# Any cool (and easy) sticker mod?



## Efeverscente (Sep 10, 2015)

Hi! I have a Shengshou Wind that I don't want to use anymore, and I want to make any cool stickermod. I thought about making myself a cube like the one on the image below, but I accept any idea!








Enviado desde mi iPhone utilizando Tapatalk


----------



## kerbingamer376 (Dec 10, 2015)

that cube you pictured is probably a shapemod, not a stickermod.


----------



## guysensei1 (Dec 10, 2015)

Buy smaller stickers (for 50mm cube for example) then scramble the Shengshou wind and stick the 50mm stickers on top of the regular stickers to make a 2 solved states cube


----------



## Efeverscente (Dec 10, 2015)

kerbingamer376 said:


> that cube you pictured is probably a shapemod, not a stickermod.



It depends on how do you want to look to it.

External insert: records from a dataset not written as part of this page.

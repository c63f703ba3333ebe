//! `generateContent` request and response shapes for text understanding.

use serde::{Deserialize, Serialize};
use serde_json::{Value, json};

use crate::core::listings::{FilterUpdate, PropertyType, SearchFilters, SortBy};

/// What the user wanted from a typed utterance.
#[derive(Debug, Clone, Copy, PartialEq, Eq, Serialize, Deserialize)]
#[serde(rename_all = "SCREAMING_SNAKE_CASE")]
pub enum Intent {
    ApartmentSearch,
    RefineFilters,
    AskDetails,
    SmallTalk,
    EndSession,
}

impl Intent {
    pub fn all() -> &'static [Self] {
        &[
            Self::ApartmentSearch,
            Self::RefineFilters,
            Self::AskDetails,
            Self::SmallTalk,
            Self::EndSession,
        ]
    }

    pub fn as_str(&self) -> &'static str {
        match self {
            Self::ApartmentSearch => "APARTMENT_SEARCH",
            Self::RefineFilters => "REFINE_FILTERS",
            Self::AskDetails => "ASK_DETAILS",
            Self::SmallTalk => "SMALL_TALK",
            Self::EndSession => "END_SESSION",
        }
    }
}

/// Structured answer for one utterance.
#[derive(Debug, Clone, PartialEq, Deserialize)]
#[serde(rename_all = "camelCase")]
pub struct NluResponse {
    pub intent: Intent,
    /// Partial filters in the same shape the voice tool receives
    #[serde(default)]
    pub filters: Option<Value>,
    pub assistant_reply: String,
}

impl NluResponse {
    /// Filter change carried by the answer, empty when none was extracted.
    pub fn filter_update(&self) -> Result<FilterUpdate, serde_json::Error> {
        match &self.filters {
            Some(filters) => FilterUpdate::from_args(filters),
            None => Ok(FilterUpdate::default()),
        }
    }
}

/// Prompt for one utterance, carrying the filters already in place.
pub fn prompt(text: &str, current: &SearchFilters) -> String {
    let filters = serde_json::to_string(current).unwrap_or_else(|_| "{}".to_string());
    format!(
        "You are Homie, a real estate assistant for Belgium.\n\
         User said: \"{text}\"\n\
         Current filters: {filters}\n\n\
         Extract filters and generate a warm, short reply.\n\
         Return JSON."
    )
}

/// Schema constraining the model output to [`NluResponse`].
pub fn response_schema() -> Value {
    let intents: Vec<&str> = Intent::all().iter().map(Intent::as_str).collect();
    let types: Vec<&str> = PropertyType::all().iter().map(PropertyType::as_str).collect();
    let sorts: Vec<&str> = SortBy::all().iter().map(SortBy::as_str).collect();

    json!({
        "type": "OBJECT",
        "properties": {
            "intent": {"type": "STRING", "enum": intents},
            "filters": {
                "type": "OBJECT",
                "nullable": true,
                "properties": {
                    "city": {"type": "STRING", "nullable": true},
                    "minPrice": {"type": "NUMBER", "nullable": true},
                    "maxPrice": {"type": "NUMBER", "nullable": true},
                    "minSize": {"type": "NUMBER", "nullable": true},
                    "bedrooms": {"type": "NUMBER", "nullable": true},
                    "petsAllowed": {"type": "BOOLEAN", "nullable": true},
                    "type": {"type": "STRING", "enum": types, "nullable": true},
                    "sortBy": {"type": "STRING", "enum": sorts, "nullable": true}
                }
            },
            "assistantReply": {"type": "STRING"}
        },
        "required": ["intent", "assistantReply"]
    })
}

#[derive(Debug, Clone, Serialize)]
#[serde(rename_all = "camelCase")]
pub struct GenerateContentRequest {
    pub contents: Vec<RequestContent>,
    pub generation_config: TextGenerationConfig,
}

impl GenerateContentRequest {
    pub fn new(prompt: String) -> Self {
        Self {
            contents: vec![RequestContent {
                role: "user".to_string(),
                parts: vec![RequestPart { text: prompt }],
            }],
            generation_config: TextGenerationConfig {
                response_mime_type: "application/json".to_string(),
                response_schema: response_schema(),
            },
        }
    }
}

#[derive(Debug, Clone, Serialize)]
pub struct RequestContent {
    pub role: String,
    pub parts: Vec<RequestPart>,
}

#[derive(Debug, Clone, Serialize)]
pub struct RequestPart {
    pub text: String,
}

#[derive(Debug, Clone, Serialize)]
#[serde(rename_all = "camelCase")]
pub struct TextGenerationConfig {
    pub response_mime_type: String,
    pub response_schema: Value,
}

#[derive(Debug, Clone, Default, Deserialize)]
pub struct GenerateContentResponse {
    #[serde(default)]
    pub candidates: Vec<Candidate>,
}

#[derive(Debug, Clone, Deserialize)]
pub struct Candidate {
    #[serde(default)]
    pub content: Option<CandidateContent>,
}

#[derive(Debug, Clone, Default, Deserialize)]
pub struct CandidateContent {
    #[serde(default)]
    pub parts: Vec<ResponsePart>,
}

#[derive(Debug, Clone, Deserialize)]
pub struct ResponsePart {
    #[serde(default)]
    pub text: Option<String>,
}

impl GenerateContentResponse {
    /// Text of the first candidate, `None` when it carries none.
    pub fn text(&self) -> Option<String> {
        let parts = &self.candidates.first()?.content.as_ref()?.parts;
        let text: String = parts.iter().filter_map(|p| p.text.as_deref()).collect();
        (!text.trim().is_empty()).then_some(text)
    }
}
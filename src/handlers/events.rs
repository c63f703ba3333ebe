//! Voice event stream
//!
//! `GET /voice/events` upgrades to a WebSocket that pushes JSON events to the
//! UI: session status changes, microphone level, filter changes (with the
//! new match count) and grounding citations. The socket is send-only; any
//! client frame other than a close is ignored.

use axum::{
    extract::{
        State,
        ws::{Message, WebSocket, WebSocketUpgrade},
    },
    response::Response,
};
use futures::{SinkExt, StreamExt};
use serde::Serialize;
use std::sync::Arc;
use tokio::sync::broadcast::error::RecvError;
use tracing::{debug, info, warn};

use crate::core::listings::SearchFilters;
use crate::core::realtime::Citation;
use crate::core::session::SessionStatus;
use crate::state::AppState;

/// Event pushed to the UI.
#[derive(Debug, Clone, Serialize)]
#[serde(tag = "type", rename_all = "snake_case")]
pub enum VoiceEvent {
    Status { status: SessionStatus },
    Volume { level: f32 },
    Filters { filters: SearchFilters, count: usize },
    Citations { citations: Vec<Citation> },
}

pub async fn voice_events_handler(
    ws: WebSocketUpgrade,
    State(state): State<Arc<AppState>>,
) -> Response {
    ws.on_upgrade(move |socket| handle_events_socket(socket, state))
}

async fn filters_event(state: &AppState, filters: SearchFilters) -> VoiceEvent {
    let count = match state.listings.search(&filters).await {
        Ok(listings) => listings.len(),
        Err(e) => {
            warn!("Listing refresh failed: {}", e);
            0
        }
    };
    VoiceEvent::Filters { filters, count }
}

async fn send_event(
    sender: &mut futures::stream::SplitSink<WebSocket, Message>,
    event: &VoiceEvent,
) -> bool {
    let json = match serde_json::to_string(event) {
        Ok(json) => json,
        Err(e) => {
            warn!("Failed to serialize voice event: {}", e);
            return true;
        }
    };
    sender.send(Message::Text(json.into())).await.is_ok()
}

async fn handle_events_socket(socket: WebSocket, state: Arc<AppState>) {
    info!("Voice event stream connected");

    let (mut sender, mut receiver) = socket.split();
    let mut status_rx = state.voice.subscribe_status();
    let mut volume_rx = state.voice.subscribe_volume();
    let mut citations_rx = state.voice.subscribe_citations();
    let mut filters_rx = state.filters.subscribe();

    // current snapshot first
    let status = status_rx.borrow_and_update().clone();
    let citations = citations_rx.borrow_and_update().clone();
    let initial = [
        VoiceEvent::Status { status },
        filters_event(&state, state.filters.snapshot()).await,
        VoiceEvent::Citations { citations },
    ];
    for event in &initial {
        if !send_event(&mut sender, event).await {
            return;
        }
    }

    loop {
        let event = tokio::select! {
            changed = status_rx.changed() => {
                if changed.is_err() {
                    break;
                }
                let status = status_rx.borrow_and_update().clone();
                VoiceEvent::Status { status }
            }
            changed = volume_rx.changed() => {
                if changed.is_err() {
                    break;
                }
                let level = *volume_rx.borrow_and_update();
                VoiceEvent::Volume { level }
            }
            changed = citations_rx.changed() => {
                if changed.is_err() {
                    break;
                }
                let citations = citations_rx.borrow_and_update().clone();
                VoiceEvent::Citations { citations }
            }
            filters = filters_rx.recv() => match filters {
                Ok(filters) => filters_event(&state, filters).await,
                Err(RecvError::Lagged(skipped)) => {
                    debug!(skipped, "Event stream lagged behind filter changes");
                    filters_event(&state, state.filters.snapshot()).await
                }
                Err(RecvError::Closed) => break,
            },
            incoming = receiver.next() => match incoming {
                Some(Ok(Message::Close(_))) | None | Some(Err(_)) => break,
                Some(Ok(_)) => continue,
            },
        };

        if !send_event(&mut sender, &event).await {
            break;
        }
    }

    info!("Voice event stream closed");
}
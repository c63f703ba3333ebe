//! Voice session route configuration

use axum::{
    Router,
    routing::{get, post},
};
use tower_http::trace::TraceLayer;

use crate::handlers::{events, voice};
use crate::state::AppState;
use std::sync::Arc;

/// Create the voice session router
///
/// # Endpoints
///
/// - `POST /voice/start`: open a session on the local microphone and speaker
/// - `POST /voice/stop`: end it (idempotent)
/// - `GET /voice/status`: current status and citations
/// - `GET /voice/events`: WebSocket upgrade for live status, volume, filter
///   and citation events
///
/// # Example
///
/// ```json
/// // Server pushes
/// {"type": "status", "status": {"state": "active"}}
/// {"type": "volume", "level": 0.12}
/// {"type": "filters", "filters": {"city": "Ghent", "maxPrice": 1200.0}, "count": 2}
/// ```
pub fn create_voice_router() -> Router<Arc<AppState>> {
    Router::new()
        .route("/voice/start", post(voice::start_voice))
        .route("/voice/stop", post(voice::stop_voice))
        .route("/voice/status", get(voice::voice_status))
        .route("/voice/events", get(events::voice_events_handler))
        .layer(TraceLayer::new_for_http())
}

I don't want the ball shaped pieces, only the stickers like the cube.


----------



## Jbacboy (Dec 10, 2015)

Efeverscente said:


> It depends on how do you want to look to it. I don't want the ball shaped pieces, only the stickers like the cube.


 So you mean stickerless? I don't really understand what your asking for.


----------



## Jonman7 (Dec 11, 2015)

I think he means the color sheme (notice the all-red corner, all blue edge, etc.).


----------